**EXERCISE DETAILS:**
Of the lines listed below, return exactly those that run from the line containing "position(text_arg(args, 1), text_arg(args, 0), start)" through the line containing "runs of spaces", both included.

Source data

//! Number and date rendering shared by `DATETIME_FORMAT` and result display

use chrono::{DateTime, Datelike, Timelike, Utc};
use lazy_regex::regex;
use rust_decimal::{Decimal, RoundingStrategy};

/// Pattern used for date-time values when no format hint is available
pub const DEFAULT_DATETIME_PATTERN: &str = "YYYY-MM-DD HH:mm";

const MONTH_NAMES: [&str; 12] = [
    "January",
    "February",
    "March",
    "April",
    "May",
    "June",
    "July",
    "August",
    "September",
    "October",
    "November",
    "December",
];

const WEEKDAY_NAMES: [&str; 7] = [
    "Sunday",
    "Monday",
    "Tuesday",
    "Wednesday",
    "Thursday",
    "Friday",
    "Saturday",
];

/// Locale-free text for a number at full precision
///
/// Integral values print without a fractional part.
pub fn number_to_text(n: f64) -> String {
    if n.is_nan() {
        return "NaN".to_string();
    }
    if n.is_infinite() {
        return if n > 0.0 { "Infinity" } else { "-Infinity" }.to_string();
    }
    if n.fract() == 0.0 && n.abs() < 1e15 {
        // -0 prints as 0
        return format!("{}", n as i64);
    }
    format!("{}", n)
}

/// Round to `digits` decimal places (negative digits round left of the point)
pub fn round_with(n: f64, digits: i32, strategy: RoundingStrategy) -> f64 {
    if !n.is_finite() {
        return n;
    }
    // Past f64's exponent range the scale factor is no longer finite
    let digits = digits.clamp(-308, 308);

    if (0..=28).contains(&digits) {
        if let Ok(d) = Decimal::try_from(n) {
            let rounded = d.round_dp_with_strategy(digits as u32, strategy);
            if let Ok(v) = f64::try_from(rounded) {
                return v;
            }
        }
    }

    // Scale fallback for negative digits and out-of-range magnitudes
    let factor = 10f64.powi(digits.abs());
    let scaled = if digits < 0 { n / factor } else { n * factor };
    if !scaled.is_finite() {
        return n;
    }
    let rounded = match strategy {
        RoundingStrategy::ToZero => scaled.trunc(),
        RoundingStrategy::AwayFromZero => {
            if scaled >= 0.0 {
                scaled.ceil()
            } else {
                scaled.floor()
            }
        }
        // Half away from zero
        _ => scaled.round(),
    };
    if digits < 0 {
        rounded * factor
    } else {
        rounded / factor
    }
}

/// Round half away from zero
pub fn round_half_away(n: f64, digits: i32) -> f64 {
    round_with(n, digits, RoundingStrategy::MidpointAwayFromZero)
}

/// Render a number with a fixed number of decimal places
///
/// # Example
/// ```rust
/// use datasheet_formula::format::format_precision;
///
/// assert_eq!(format_precision(2.5, 0), "3");
/// assert_eq!(format_precision(1.0, 2), "1.00");
/// ```
pub fn format_precision(n: f64, precision: u8) -> String {
    let precision = precision.min(20);
    match Decimal::try_from(n) {
        Ok(d) => {
            let mut d = d.round_dp_with_strategy(
                u32::from(precision),
                RoundingStrategy::MidpointAwayFromZero,
            );
            d.rescale(u32::from(precision));
            if d.is_zero() {
                d.set_sign_positive(true);
            }
            d.to_string()
        }
        Err(_) if n.is_finite() => format!("{:.*}", usize::from(precision), n),
        Err(_) => number_to_text(n),
    }
}

/// Render a date-time with a token pattern
///
/// Tokens: `YYYY YY MMMM MMM MM M DD D dddd ddd d HH H hh h mm m ss s SSS A a`.
/// Text inside `[...]` is copied literally; anything else passes through.
pub fn format_datetime(dt: &DateTime<Utc>, pattern: &str) -> String {
    let re = regex!(r"\[([^\]]*)\]|YYYY|YY|MMMM|MMM|MM|M|DD|D|dddd|ddd|d|HH|H|hh|h|mm|m|ss|s|SSS|A|a");

    re.replace_all(pattern, |caps: &regex::Captures<'_>| {
        if let Some(literal) = caps.get(1) {
            return literal.as_str().to_string();
        }
        let hour12 = match dt.hour() % 12 {
            0 => 12,
            h => h,
        };
        let month = MONTH_NAMES[dt.month0() as usize];
        let weekday = WEEKDAY_NAMES[dt.weekday().num_days_from_sunday() as usize];

        match &caps[0] {
            "YYYY" => format!("{:04}", dt.year()),
            "YY" => format!("{:02}", dt.year().rem_euclid(100)),
            "MMMM" => month.to_string(),
            "MMM" => month[..3].to_string(),
            "MM" => format!("{:02}", dt.month()),
            "M" => dt.month().to_string(),
            "DD" => format!("{:02}", dt.day()),
            "D" => dt.day().to_string(),
            "dddd" => weekday.to_string(),
            "ddd" => weekday[..3].to_string(),
            "d" => dt.weekday().num_days_from_sunday().to_string(),
            "HH" => format!("{:02}", dt.hour()),
            "H" => dt.hour().to_string(),
            "hh" => format!("{:02}", hour12),
            "h" => hour12.to_string(),
            "mm" => format!("{:02}", dt.minute()),
            "m" => dt.minute().to_string(),
            "ss" => format!("{:02}", dt.second()),
            "s" => dt.second().to_string(),
            "SSS" => format!("{:03}", dt.timestamp_subsec_millis()),
            "A" => if dt.hour() < 12 { "AM" } else { "PM" }.to_string(),
            "a" => if dt.hour() < 12 { "am" } else { "pm" }.to_string(),
            other => other.to_string(),
        }
    })
    .into_owned()
}

#[cfg(test)]
mod tests {
    use super::*;
    use chrono::TimeZone;
    use pretty_assertions::assert_eq;

    fn dt(y: i32, mo: u32, d: u32, h: u32, mi: u32, s: u32) -> DateTime<Utc> {
        Utc.with_ymd_and_hms(y, mo, d, h, mi, s).unwrap()
    }

    #[test]
    fn test_number_to_text() {
        assert_eq!(number_to_text(2.0), "2");
        assert_eq!(number_to_text(-0.0), "0");
        assert_eq!(number_to_text(0.5), "0.5");
        assert_eq!(number_to_text(1e20), "100000000000000000000");
        assert_eq!(number_to_text(f64::INFINITY), "Infinity");
    }

    #[test]
    fn test_round_half_away_from_zero() {
        assert_eq!(round_half_away(2.5, 0), 3.0);
        assert_eq!(round_half_away(-2.5, 0), -3.0);
        assert_eq!(round_half_away(2.4, 0), 2.0);
        assert_eq!(round_half_away(1.005, 2), 1.01);
        assert_eq!(round_half_away(1234.0, -2), 1200.0);
        assert_eq!(round_half_away(1250.0, -2), 1300.0);
    }

    #[test]
    fn test_round_up_down() {
        assert_eq!(round_with(1.21, 1, RoundingStrategy::AwayFromZero), 1.3);
        assert_eq!(round_with(-1.21, 1, RoundingStrategy::AwayFromZero), -1.3);
        assert_eq!(round_with(1.29, 1, RoundingStrategy::ToZero), 1.2);
        assert_eq!(round_with(1299.0, -2, RoundingStrategy::ToZero), 1200.0);
    }

    #[test]
    fn test_format_precision() {
        assert_eq!(format_precision(10.0, 0), "10");
        assert_eq!(format_precision(3.14159, 2), "3.14");
        assert_eq!(format_precision(2.345, 2), "2.35");
        assert_eq!(format_precision(1.0, 3), "1.000");
        assert_eq!(format_precision(-0.0001, 2), "0.00");
        assert_eq!(format_precision(-1.5, 0), "-2");
    }

    #[test]
    fn test_format_datetime() {
        let t = dt(2024, 3, 5, 14, 7, 9);
        assert_eq!(format_datetime(&t, "YYYY/MM/DD"), "2024/03/05");
        assert_eq!(format_datetime(&t, "YYYY-MM-DD HH:mm"), "2024-03-05 14:07");
        assert_eq!(format_datetime(&t, "hh:mm A"), "02:07 PM");
        assert_eq!(format_datetime(&t, "D MMM YY"), "5 Mar 24");
        assert_eq!(format_datetime(&t, "dddd, MMMM D"), "Tuesday, March 5");
        assert_eq!(format_datetime(&t, "[Day] D"), "Day 5");
        assert_eq!(format_datetime(&t, "HH:mm:ss.SSS"), "14:07:09.000");
    }

    #[test]
    fn test_midnight_is_twelve_am() {
        let t = dt(2024, 1, 1, 0, 30, 0);
        assert_eq!(format_datetime(&t, "h:mm a"), "12:30 am");
    }
}
//! Text functions
//!
//! Positions and lengths count characters, not bytes. Positions are 1-based.

use crate::context::EvaluationContext;
use crate::error::{ErrorKind, EvalError, EvalResult};
use crate::value::Value;

/// Largest text, in bytes, a function may build
pub const MAX_TEXT_LEN: usize = 1 << 20;

fn text_arg(args: &[Value], index: usize) -> &str {
    match args.get(index) {
        Some(Value::String(s)) => s,
        _ => "",
    }
}

/// Optional count argument; negative counts are rejected.
///
/// Fractions truncate and counts beyond `usize` saturate.
fn count_arg(args: &[Value], index: usize, default: usize, func: &str) -> EvalResult<usize> {
    match args.get(index) {
        Some(Value::Number(n)) if *n < 0.0 => Err(EvalError::type_mismatch(format!(
            "{} does not accept a negative count",
            func
        ))),
        Some(Value::Number(n)) => Ok(n.trunc() as usize),
        _ => Ok(default),
    }
}

fn take_left(s: &str, n: usize) -> String {
    s.chars().take(n).collect()
}

fn take_right(s: &str, n: usize) -> String {
    let len = s.chars().count();
    if n >= len {
        return s.to_string();
    }
    s.chars().skip(len - n).collect()
}

fn take_mid(s: &str, start_1based: usize, n: usize) -> String {
    if start_1based == 0 {
        return String::new();
    }
    s.chars().skip(start_1based - 1).take(n).collect()
}

/// 1-based character position of `needle` in `haystack` at or after `start`, 0 if absent
fn position(haystack: &str, needle: &str, start_1based: usize) -> usize {
    let skip = start_1based.saturating_sub(1);
    let byte_start = match haystack.char_indices().nth(skip) {
        Some((i, _)) => i,
        None if skip == haystack.chars().count() && needle.is_empty() => haystack.len(),
        None => return 0,
    };
    match haystack[byte_start..].find(needle) {
        Some(byte_pos) => haystack[..byte_start + byte_pos].chars().count() + 1,
        None => 0,
    }
}

/// CONCATENATE(text, ...)
pub fn fn_concatenate(args: &[Value], _ctx: &EvaluationContext<'_>) -> EvalResult<Value> {
    Ok(Value::String(args.iter().map(text_of).collect()))
}

fn text_of(v: &Value) -> &str {
    match v {
        Value::String(s) => s,
        _ => "",
    }
}

/// LEFT(text, [num_chars])
pub fn fn_left(args: &[Value], _ctx: &EvaluationContext<'_>) -> EvalResult<Value> {
    let n = count_arg(args, 1, 1, "LEFT")?;
    Ok(Value::String(take_left(text_arg(args, 0), n)))
}

/// RIGHT(text, [num_chars])
pub fn fn_right(args: &[Value], _ctx: &EvaluationContext<'_>) -> EvalResult<Value> {
    let n = count_arg(args, 1, 1, "RIGHT")?;
    Ok(Value::String(take_right(text_arg(args, 0), n)))
}

/// MID(text, start_num, num_chars)
pub fn fn_mid(args: &[Value], _ctx: &EvaluationContext<'_>) -> EvalResult<Value> {
    let start = count_arg(args, 1, 1, "MID")?;
    let n = count_arg(args, 2, 0, "MID")?;
    Ok(Value::String(take_mid(text_arg(args, 0), start, n)))
}

/// LEN(text)
pub fn fn_len(args: &[Value], _ctx: &EvaluationContext<'_>) -> EvalResult<Value> {
    Ok(Value::Number(text_arg(args, 0).chars().count() as f64))
}

/// FIND(find_text, within_text, [start_num]), case-sensitive, 0 when not found
pub fn fn_find(args: &[Value], _ctx: &EvaluationContext<'_>) -> EvalResult<Value> {
    let start = count_arg(args, 2, 1, "FIND")?;
    Ok(Value::Number(
        position(text_arg(args, 1), text_arg(args, 0), start) as f64,
    ))
}

/// SEARCH(find_text, within_text, [start_num]), case-insensitive, 0 when not found
pub fn fn_search(args: &[Value], _ctx: &EvaluationContext<'_>) -> EvalResult<Value> {
    let start = count_arg(args, 2, 1, "SEARCH")?;
    let haystack = text_arg(args, 1).to_lowercase();
    let needle = text_arg(args, 0).to_lowercase();
    Ok(Value::Number(position(&haystack, &needle, start) as f64))
}

/// TRIM(text): strips both ends and collapses inner runs of spaces
pub fn fn_trim(args: &[Value], _ctx: &EvaluationContext<'_>) -> EvalResult<Value> {
    let trimmed = text_arg(args, 0)
        .split(' ')
        .filter(|part| !part.is_empty())
        .collect::<Vec<_>>()
        .join(" ");
    Ok(Value::String(trimmed))
}

/// UPPER(text)
pub fn fn_upper(args: &[Value], _ctx: &EvaluationContext<'_>) -> EvalResult<Value> {
    Ok(Value::String(text_arg(args, 0).to_uppercase()))
}

/// LOWER(text)
pub fn fn_lower(args: &[Value], _ctx: &EvaluationContext<'_>) -> EvalResult<Value> {
    Ok(Value::String(text_arg(args, 0).to_lowercase()))
}

/// REPLACE(old_text, start_num, num_chars, new_text)
pub fn fn_replace(args: &[Value], _ctx: &EvaluationContext<'_>) -> EvalResult<Value> {
    let text = text_arg(args, 0);
    let keep = count_arg(args, 1, 1, "REPLACE")?.saturating_sub(1);
    let n = count_arg(args, 2, 0, "REPLACE")?;
    let new_text = text_arg(args, 3);

    let mut out: String = text.chars().take(keep).collect();
    out.push_str(new_text);
    out.extend(text.chars().skip(keep.saturating_add(n)));
    Ok(Value::String(out))
}

/// SUBSTITUTE(text, old_text, new_text, [instance_num])
pub fn fn_substitute(args: &[Value], _ctx: &EvaluationContext<'_>) -> EvalResult<Value> {
    let text = text_arg(args, 0);
    let old = text_arg(args, 1);
    let new = text_arg(args, 2);

    if old.is_empty() {
        return Ok(Value::String(text.to_string()));
    }

    let instance = count_arg(args, 3, 0, "SUBSTITUTE")?;
    if instance == 0 {
        return Ok(Value::String(text.replace(old, new)));
    }

    match text.match_indices(old).nth(instance - 1) {
        Some((i, _)) => Ok(Value::String(format!(
            "{}{}{}",
            &text[..i],
            new,
            &text[i + old.len()..]
        ))),
        None => Ok(Value::String(text.to_string())),
    }
}

/// REPT(text, times)
pub fn fn_rept(args: &[Value], _ctx: &EvaluationContext<'_>) -> EvalResult<Value> {
    let text = text_arg(args, 0);
    let times = count_arg(args, 1, 0, "REPT")?;
    match text.len().checked_mul(times) {
        Some(len) if len <= MAX_TEXT_LEN => Ok(Value::String(text.repeat(times))),
        _ => Err(EvalError::new(
            ErrorKind::LimitExceeded,
            format!("REPT result is longer than {} bytes", MAX_TEXT_LEN),
        )),
    }
}

/// T(value): the value if it is text, otherwise empty text
pub fn fn_t(args: &[Value], _ctx: &EvaluationContext<'_>) -> EvalResult<Value> {
    match args.first() {
        Some(Value::String(s)) => Ok(Value::String(s.clone())),
        _ => Ok(Value::String(String::new())),
    }
}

**TASK OUTPUT:**
        position(text_arg(args, 1), text_arg(args, 0), start) as f64,
    ))
}

/// SEARCH(find_text, within_text, [start_num]), case-insensitive, 0 when not found
pub fn fn_search(args: &[Value], _ctx: &EvaluationContext<'_>) -> EvalResult<Value> {
    let start = count_arg(args, 2, 1, "SEARCH")?;
    let haystack = text_arg(args, 1).to_lowercase();
    let needle = text_arg(args, 0).to_lowercase();
    Ok(Value::Number(position(&haystack, &needle, start) as f64))
}

/// TRIM(text): strips both ends and collapses inner runs of spaces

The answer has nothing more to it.